Pero ahora no solo estamos enganchadas por el romance. También amplía el universo Bridgerton al mostrarnos el mundo del personal doméstico, el “downstairs”, añadiendo una dimensión más real y compleja a la fantasía que caracteriza a la serie. Entre amor, desigualdad de clases y personajes que se atreven a ir más profundo, esta entrega se siente distinta.
Platicamos con Luke Thompson y Yerin Ha sobre lo que esta temporada revela de sus personajes, lo que viene en la parte dos y el consejo que le darían a Benedict y Sophie antes del gran final.
Lo que Luke y Yerin nos revelaron de Bridgerton 4 (y no estábamos listas)
- Después de cuatro temporadas con tu personaje, ¿qué descubrimos de Benedict que no habíamos visto antes?
Luke: Siento que en las temporadas anteriores Benedict ha sido un poco como un iceberg. Solo hemos visto la parte de arriba: esa superficie brillante, encantadora. Pero en esta entrega por fin exploramos las profundidades más oscuras y complejas que hay debajo.
Hay mucho más en él de lo que pensábamos. Si lo analizas, realmente no sabíamos tanto sobre Benedict. Siempre fue un poco un misterio. Ahora empezamos a entenderlo de verdad, especialmente en la Parte Dos. Benedict siempre ha tenido una especie de fachada, y es increíblemente satisfactorio ver cómo poco a poco empieza a romperse.
- Yerin, nos hemos encariñado muchísimo con tu personaje. Para ti, ¿qué es lo que más te ha resonado de ella?
Yerin: Para mí tiene que ver con darte cuenta de que perteneces — en todos lados. Se trata de sentirte cómoda en tu propia piel y cambiar la perspectiva con la que te miras.
Cuando crees algo sobre ti misma durante mucho tiempo, eso se convierte en tu narrativa. Pero tienes el poder de cambiar esa historia si así lo decides. Y eso es un mensaje muy poderoso. No puedes cambiar a alguien si esa persona no quiere cambiar. Pero Sophie encuentra a alguien que la ayuda a reflexionar y a verse desde otro lugar. Y eso me parece realmente hermoso.
- Esta historia abre muchísimo el universo de Bridgerton al mostrar la vida del personal doméstico. ¿Qué ha significado para ustedes explorar ese lado de la historia?
Yerin: Como Sophie es doncella, vemos el mundo “de abajo”, el verdadero latido de la casa.
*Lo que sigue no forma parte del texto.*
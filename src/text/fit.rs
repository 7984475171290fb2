//! Longest-prefix fitting of a single line into a pixel box.

use super::TextMeasurer;

/// Result of fitting a line into a box.
#[derive(Debug, Clone, Copy, PartialEq, Eq)]
pub struct Fit<'a> {
    /// Text to show while idle: the whole line, or its longest fitting prefix.
    pub clipped: &'a str,
    /// The full line is wider or taller than the box.
    pub overflowing: bool,
}

/// Fit `text` into a `width` x `height` box.
///
/// Non-positive dimensions disable fitting and return the text unchanged. On
/// overflow, binary-searches the longest prefix (counted in characters) whose
/// width fits; height is not re-checked for prefixes. An empty prefix is a
/// valid answer.
pub fn fit_single_line<'a>(
    measurer: &dyn TextMeasurer,
    font_size: u32,
    text: &'a str,
    width: i32,
    height: i32,
) -> Fit<'a> {
    if width <= 0 || height <= 0 {
        return Fit { clipped: text, overflowing: false };
    }

    let full = measurer.measure(text, font_size);
    if full.width <= width && full.height <= height {
        return Fit { clipped: text, overflowing: false };
    }

    // Byte offset of every character boundary, including the end.
    let boundaries: Vec<usize> = text
        .char_indices()
        .map(|(i, _)| i)
        .chain(std::iter::once(text.len()))
        .collect();
    let fits = |chars: usize| {
        measurer.measure(prefix(text, &boundaries, chars), font_size).width <= width
    };

    // Largest prefix length in [0, n] that fits.
    let mut lo = 0usize;
    let mut hi = boundaries.len();
    let mut best = 0usize;
    while lo < hi {
        let mid = lo + (hi - lo) / 2;
        if fits(mid) {
            best = mid;
            lo = mid + 1;
        } else {
            hi = mid;
        }
    }

    tracing::trace!(chars = best, width, "clipped overflowing text");
    Fit { clipped: prefix(text, &boundaries, best), overflowing: true }
}

fn prefix<'a>(text: &'a str, boundaries: &[usize], chars: usize) -> &'a str {
    &text[..boundaries[chars]]
}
Vemos cómo funcionan las cosas, la energía, el tono. Es una perspectiva completamente distinta. Y al abordar la desigualdad de clases, la historia de amor se vuelve más aterrizada, más real. Añade otra capa al obstáculo entre estos dos personajes.
Cada historia de amor ha sido hermosa y tiene su propio encanto, pero esta se siente diferente. No es solo amor privilegiado; es amor complejo. Amor desordenado.
Luke: Bridgerton siempre ha tenido fama de ser fantasía: opulenta, colorida, casi más grande que la vida misma. Y eso sigue siendo parte esencial de la serie. Pero lo bonito de esta entrega es que honra esa fantasía y, al mismo tiempo, nos da una probadita de cómo es el “mundo real”. Ese contraste la vuelve mucho más conmovedora.
- Para cerrar, ¿qué consejo le darían a sus personajes antes de que empiece la Parte Dos?
Luke: Que vaya más profundo. Hay un ejercicio de actuación en el que te dicen: “Está muy bien lo que haces, pero tienes que ir más profundo”. Es como tomar el elevador hacia abajo. Y eso es lo que le diría a Benedict. Curiosamente, eso es justo lo que Sophie le dice cuando se conocen: “¿Te atreves a adentrarte más conmigo?” Él ya empezó. Ahora solo tiene que seguir excavando.
Yerin: Que sea vulnerable. Está bien mostrar las partes de ti que te da miedo enseñar. Eres humana. Está bien tener miedo. Pero permitir que alguien vea esos lados vulnerables es parte de lo que hace que el amor sea real.